Task statement: Please transcribe exactly, and only, the lines of the data below between the line holding "4_000], attempt_timeout_secs: 30" and the line holding "pub fn attempt_timeout(&self)", inclusive.

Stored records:
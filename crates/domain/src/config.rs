//! Engine configuration.
//!
//! Every section deserializes with defaults for missing fields, so a config
//! file only needs to name what it changes. Durations are plain integers with
//! the unit in the field name.

use std::path::PathBuf;
use std::time::Duration;

use serde::{Deserialize, Serialize};

use crate::constants::{
    CACHE_CONFIDENCE_DISCOUNT, DEFAULT_PERFORMANCE_STATUS, FALLBACK_CONFIDENCE, OFFLINE_CONFIDENCE,
    UNDERSPECIFIED_CONFIDENCE,
};
use crate::errors::{OncoVistaError, Result};

/// Top-level configuration.
#[derive(Debug, Clone, Default, PartialEq, Serialize, Deserialize)]
#[serde(default)]
pub struct Config {
    pub remote: RemoteConfig,
    pub breaker: BreakerConfig,
    pub retry: RetrySettings,
    pub cache: CacheSettings,
    pub scoring: ScoringConfig,
    pub audit: AuditConfig,
    pub reachability: ReachabilityConfig,
}

impl Config {
    /// Reject values that would break engine invariants.
    pub fn validate(&self) -> Result<()> {
        if self.remote.base_url.trim().is_empty() {
            return Err(invalid("remote.base_url must not be empty"));
        }
        if self.breaker.failure_threshold == 0 {
            return Err(invalid("breaker.failure_threshold must be greater than 0"));
        }
        if self.retry.attempt_timeout_secs == 0 {
            return Err(invalid("retry.attempt_timeout_secs must be greater than 0"));
        }
        if self.retry.max_retries > 0 && self.retry.delays_ms.is_empty() {
            return Err(invalid("retry.delays_ms must not be empty when retries are enabled"));
        }
        for (name, value) in [
            ("scoring.cache_discount", self.scoring.cache_discount),
            ("scoring.fallback_confidence", self.scoring.fallback_confidence),
            ("scoring.underspecified_confidence", self.scoring.underspecified_confidence),
            ("scoring.offline_confidence", self.scoring.offline_confidence),
        ] {
            if !(0.0..=1.0).contains(&value) {
                return Err(invalid(&format!("{name} must lie in [0, 1], got {value}")));
            }
        }
        for tier in &self.cache.ttl_tiers {
            if !(0.0..=1.0).contains(&tier.min_confidence) || tier.ttl_secs == 0 {
                return Err(invalid("cache.ttl_tiers need a confidence in [0, 1] and a non-zero TTL"));
            }
        }
        if self.cache.floor_ttl_secs == 0 || self.cache.last_known_good_ttl_secs == 0 {
            return Err(invalid("cache TTLs must be greater than 0"));
        }
        let ceiling = self.cache.last_known_good_ttl_secs;
        if self.cache.floor_ttl_secs > ceiling || self.cache.ttl_tiers.iter().any(|tier| tier.ttl_secs > ceiling) {
            return Err(invalid("cache TTLs must not exceed cache.last_known_good_ttl_secs"));
        }
        if self.cache.sweep_interval_secs == 0 {
            return Err(invalid("cache.sweep_interval_secs must be greater than 0"));
        }
        if self.reachability.probe_interval_secs == 0 || self.reachability.probe_timeout_ms == 0 {
            return Err(invalid("reachability probe interval and timeout must be greater than 0"));
        }
        if self.cache.backend == CacheBackend::File && self.cache.directory.is_none() {
            return Err(invalid("cache.directory is required for the file backend"));
        }
        if self.audit.ring_capacity == 0 || self.audit.queue_capacity == 0 {
            return Err(invalid("audit capacities must be greater than 0"));
        }
        match self.audit.sink {
            AuditSinkKind::Http if self.audit.url.is_none() => {
                Err(invalid("audit.url is required for the http sink"))
            }
            AuditSinkKind::File if self.audit.file_path.is_none() => {
                Err(invalid("audit.file_path is required for the file sink"))
            }
            _ => Ok(()),
        }
    }
}

fn invalid(message: &str) -> OncoVistaError {
    OncoVistaError::Config(message.to_string())
}

/// Remote recommendation service.
#[derive(Debug, Clone, PartialEq, Eq, Serialize, Deserialize)]
#[serde(default)]
pub struct RemoteConfig {
    pub base_url: String,
    pub default_performance_status: u8,
}

impl Default for RemoteConfig {
    fn default() -> Self {
        Self {
            base_url: "http://localhost:5000".to_string(),
            default_performance_status: DEFAULT_PERFORMANCE_STATUS,
        }
    }
}

/// Circuit breaker thresholds.
#[derive(Debug, Clone, PartialEq, Eq, Serialize, Deserialize)]
#[serde(default)]
pub struct BreakerConfig {
    pub failure_threshold: u32,
    pub cooldown_secs: u64,
}

impl Default for BreakerConfig {
    fn default() -> Self {
        Self { failure_threshold: 5, cooldown_secs: 60 }
    }
}

impl BreakerConfig {
    pub fn cooldown(&self) -> Duration {
        Duration::from_secs(self.cooldown_secs)
    }
}

/// Retry schedule.
#[derive(Debug, Clone, PartialEq, Eq, Serialize, Deserialize)]
#[serde(default)]
pub struct RetrySettings {
    pub max_retries: u32,
    pub delays_ms: Vec<u64>,
    pub attempt_timeout_secs: u64,
}

impl Default for RetrySettings {
    fn default() -> Self {
        Self { max_retries: 3, delays_ms: vec![1_000, 2_000, 4_000], attempt_timeout_secs: 30 }
    }
}

impl RetrySettings {
    pub fn delays(&self) -> Vec<Duration> {
        self.delays_ms.iter().copied().map(Duration::from_millis).collect()
    }

    pub fn attempt_timeout(&self) -> Duration {
        Duration::from_secs(self.attempt_timeout_secs)
    }
}

/// Where cache entries are persisted.
#[derive(Debug, Clone, Copy, Default, PartialEq, Eq, Serialize, Deserialize)]
#[serde(rename_all = "lowercase")]
pub enum CacheBackend {
    #[default]
    Memory,
    File,
}

/// Minimum confidence and the lifetime it earns.
#[derive(Debug, Clone, PartialEq, Serialize, Deserialize)]
pub struct TtlTier {
    pub min_confidence: f64,
    pub ttl_secs: u64,
}

/// Response cache.
#[derive(Debug, Clone, PartialEq, Serialize, Deserialize)]
#[serde(default)]
pub struct CacheSettings {
    pub backend: CacheBackend,
    pub directory: Option<PathBuf>,
    pub namespace: String,
    pub ttl_tiers: Vec<TtlTier>,
    pub floor_ttl_secs: u64,
    pub last_known_good_ttl_secs: u64,
    pub sweep_interval_secs: u64,
}

impl Default for CacheSettings {
    fn default() -> Self {
        Self {
            backend: CacheBackend::Memory,
            directory: None,
            namespace: "recommendations".to_string(),
            ttl_tiers: vec![
                TtlTier { min_confidence: 0.9, ttl_secs: 4 * 3600 },
                TtlTier { min_confidence: 0.8, ttl_secs: 2 * 3600 },
                TtlTier { min_confidence: 0.7, ttl_secs: 3600 },
            ],
            floor_ttl_secs: 30 * 60,
            last_known_good_ttl_secs: 24 * 3600,
            sweep_interval_secs: 5 * 60,
        }
    }
}

impl CacheSettings {
    pub fn sweep_interval(&self) -> Duration {
        Duration::from_secs(self.sweep_interval_secs)
    }
}

/// Confidence heuristics applied by the orchestrator.
#[derive(Debug, Clone, PartialEq, Serialize, Deserialize)]
#[serde(default)]
pub struct ScoringConfig {
    pub cache_discount: f64,
    pub fallback_confidence: f64,
    pub underspecified_confidence: f64,
    pub offline_confidence: f64,
}

impl Default for ScoringConfig {
    fn default() -> Self {
        Self {
            cache_discount: CACHE_CONFIDENCE_DISCOUNT,
            fallback_confidence: FALLBACK_CONFIDENCE,
            underspecified_confidence: UNDERSPECIFIED_CONFIDENCE,
            offline_confidence: OFFLINE_CONFIDENCE,
        }
    }
}

/// Durable audit destination.
#[derive(Debug, Clone, Copy, Default, PartialEq, Eq, Serialize, Deserialize)]
#[serde(rename_all = "lowercase")]
pub enum AuditSinkKind {
    /// Keep records only in the local ring.
    #[default]
    None,
    Http,
    File,
}

/// Audit dispatcher.
#[derive(Debug, Clone, PartialEq, Eq, Serialize, Deserialize)]
#[serde(default)]
pub struct AuditConfig {
    pub sink: AuditSinkKind,
    pub url: Option<String>,
    pub file_path: Option<PathBuf>,
    /// Records kept locally for inspection.
    pub ring_capacity: usize,
    /// Records waiting for the sink before the oldest is dropped.
    pub queue_capacity: usize,
    pub send_timeout_secs: u64,
}

impl Default for AuditConfig {
    fn default() -> Self {
        Self {
            sink: AuditSinkKind::None,
            url: None,
            file_path: None,
            ring_capacity: 100,
            queue_capacity: 256,
            send_timeout_secs: 5,
        }
    }
}

impl AuditConfig {
    pub fn send_timeout(&self) -> Duration {
        Duration::from_secs(self.send_timeout_secs)
    }
}

/// Network reachability monitoring.
#[derive(Debug, Clone, PartialEq, Eq, Serialize, Deserialize)]
#[serde(default)]
pub struct ReachabilityConfig {
    /// `host:port` to probe; derived from `remote.base_url` when unset.
    pub probe_address: Option<String>,
    pub probe_interval_secs: u64,
    pub probe_timeout_ms: u64,
    /// Begin in the manual offline override.
    pub start_offline: bool,
}

impl Default for ReachabilityConfig {
    fn default() -> Self {
        Self { probe_address: None, probe_interval_secs: 30, probe_timeout_ms: 2_000, start_offline: false }
    }
}

impl ReachabilityConfig {
    pub fn probe_interval(&self) -> Duration {
        Duration::from_secs(self.probe_interval_secs)
    }

    pub fn probe_timeout(&self) -> Duration {
        Duration::from_millis(self.probe_timeout_ms)
    }
}

#[cfg(test)]
mod tests {
    use super::*;

    /// Validates that defaults carry the documented constants.
    ///
    /// Assertions:
    /// - Confirms threshold 5, cooldown 60s, delays [1s, 2s, 4s], 30s timeout.
    /// - Confirms the 0.8 discount and 0.3 / 0.1 fallback confidences.
    #[test]
    fn defaults_match_documented_values() {
        let config = Config::default();
        assert!(config.validate().is_ok());
        assert_eq!(config.breaker.failure_threshold, 5);
        assert_eq!(config.breaker.cooldown(), Duration::from_secs(60));
        assert_eq!(
            config.retry.delays(),
            vec![Duration::from_secs(1), Duration::from_secs(2), Duration::from_secs(4)]
        );
        assert_eq!(config.retry.attempt_timeout(), Duration::from_secs(30));
        assert!((config.scoring.cache_discount - 0.8).abs() < f64::EPSILON);
        assert!((config.scoring.fallback_confidence - 0.3).abs() < f64::EPSILON);
        assert!((config.scoring.underspecified_confidence - 0.1).abs() < f64::EPSILON);
        assert_eq!(config.cache.sweep_interval(), Duration::from_secs(300));
        assert_eq!(config.audit.ring_capacity, 100);
    }

    #[test]
    fn partial_toml_keeps_defaults() {
        let config: Config = toml::from_str(
            r#"
            [breaker]
            cooldown_secs = 10

            [audit]
            sink = "http"
            url = "http://audit.local/api/audit/log"
            "#,
        )
        .unwrap();
        assert_eq!(config.breaker.cooldown_secs, 10);
        assert_eq!(config.breaker.failure_threshold, 5);
        assert_eq!(config.audit.sink, AuditSinkKind::Http);
        assert!(config.validate().is_ok());
    }

    #[test]
    fn rejects_out_of_range_confidence() {
        let mut config = Config::default();
        config.scoring.cache_discount = 1.5;
        assert!(matches!(config.validate(), Err(OncoVistaError::Config(msg)) if msg.contains("cache_discount")));
    }

    #[test]
    fn rejects_tier_above_last_known_good_ceiling() {
        let mut config = Config::default();
        config.cache.ttl_tiers[0].ttl_secs = 48 * 3600;
        assert!(matches!(config.validate(), Err(OncoVistaError::Config(msg)) if msg.contains("last_known_good")));

        config.cache.last_known_good_ttl_secs = 48 * 3600;
        assert!(config.validate().is_ok());
    }

    #[test]
    fn rejects_sink_without_destination() {
        let mut config = Config::default();
        config.audit.sink = AuditSinkKind::File;
        assert!(config.validate().is_err());
        config.audit.file_path = Some(PathBuf::from("/tmp/audit.jsonl"));
        assert!(config.validate().is_ok());
    }
}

Output below:
        Self { max_retries: 3, delays_ms: vec![1_000, 2_000, 4_000], attempt_timeout_secs: 30 }
    }
}

impl RetrySettings {
    pub fn delays(&self) -> Vec<Duration> {
        self.delays_ms.iter().copied().map(Duration::from_millis).collect()
    }

    pub fn attempt_timeout(&self) -> Duration {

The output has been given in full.